Справедливости ради отметим, что в более поздних статьях Белинского эта позиция была уже не так категорична, но установка на адаптацию текста применительно к пониманию и вкусам аудитории (хотя бы и не в явном виде) сохранялась в переводческой практике в течение долгого времени. Недаром одним из самых ярких и талантливых переводчиков середины XIX в.в глазах современников был И.И. Введенский, чей перевод «Домби и сына» Белинский оценил весьма высоко. (Спор о его переводе «Базара житейской

суеты» Теккерея был вызван скорее журнальной конкуренцией, а упреки в

русификации и пр. стали раздаваться лишь в начале ХХ в., когда представ-

ление о норме перевода существенно изменилось).

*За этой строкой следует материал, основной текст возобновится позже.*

impl PopulationRegistry for Colony {
    fn count_by_role(&self, zone: ZoneId, role: Role) -> u32 {
        self.workers
            .values()
            .filter(|worker| worker.home_zone == zone && worker.role == role)
            .count() as u32
    }

    fn list_bindings(&self, zone: ZoneId, role: Role) -> BTreeMap<WorkerId, PointId> {
        self.workers
            .values()
            .filter(|worker| worker.home_zone == zone && worker.role == role)
            .filter_map(|worker| worker.binding.map(|point| (worker.id, point)))
            .collect()
    }
}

Как явствует из вышеописанного, развитие художественного перевода шло как самоопределение переводческой деятельности, ее размежевание с индивидуальным художественным творчеством, осознание перевода как творчества особого вида. Поэтому дальнейшее развитие перевода проходило как постепенное установление равновесия между указанными функциями, обусловленными специфической ролью переводчика художественной литературы: создатель художественного произведения (эстетическая функция), но при этом знакомящий читателя с чужим художественным замыслом (познавательная функция). А поскольку этот замысел реализуется средствами языка, неизбежно должен был вырасти интерес к формальным способам воплощения этого замысла. В этом смысле примечательна деятельность Издательства Всемирной Литературы, впервые обратившемся к выработке законченной системы принципов художественного перевода. В сущности, первым толчком к этой работе был, казалось бы, наивный вопрос, заданный на заседании издательства А.М. Горьким К.И. Чуковскому: «Что вы считаете хорошим переводом?» [9, 95]. Ответом на этот вопрос стала изданная в 1919 г. Брошюра «Принципы художественного перевода», включающая статьи Ф.Д. Батюшкова («Задачи художественных переводов», где едва ли не впервые был

употреблен термин «адекватность перевода»), Н.С. Гумилева («Переводы

поэтические») и К.И. Чуковского («Переводы прозаические»). Любопытно,

что идею дать теоретическое обоснование переводческому труду Чуковский

принял не сразу. В своем дневнике (запись от 12 ноября 1918 г.) он отмечает: «На заседании <Издательства Всемирной Литературы> была у меня жаркая схватка с Гумилевым. Этот даровитый ремесленник – вздумал составлять Правила для переводчиков. По-моему, таких правил нет. Какие в литературе правила – один переводчик сочиняет, а другой и ритм дает и все а нет, не шевелит. Какие же правила?» [9, 95]. Чуть позднее, познакомившись с переводческой программой Гумилева, он называет ее «великолепной, но неисполнимой» [9, 96]. Как видим, в этот момент Чуковский все-таки еще не совсем разграничивал самостоятельное литературное творчество и перевод.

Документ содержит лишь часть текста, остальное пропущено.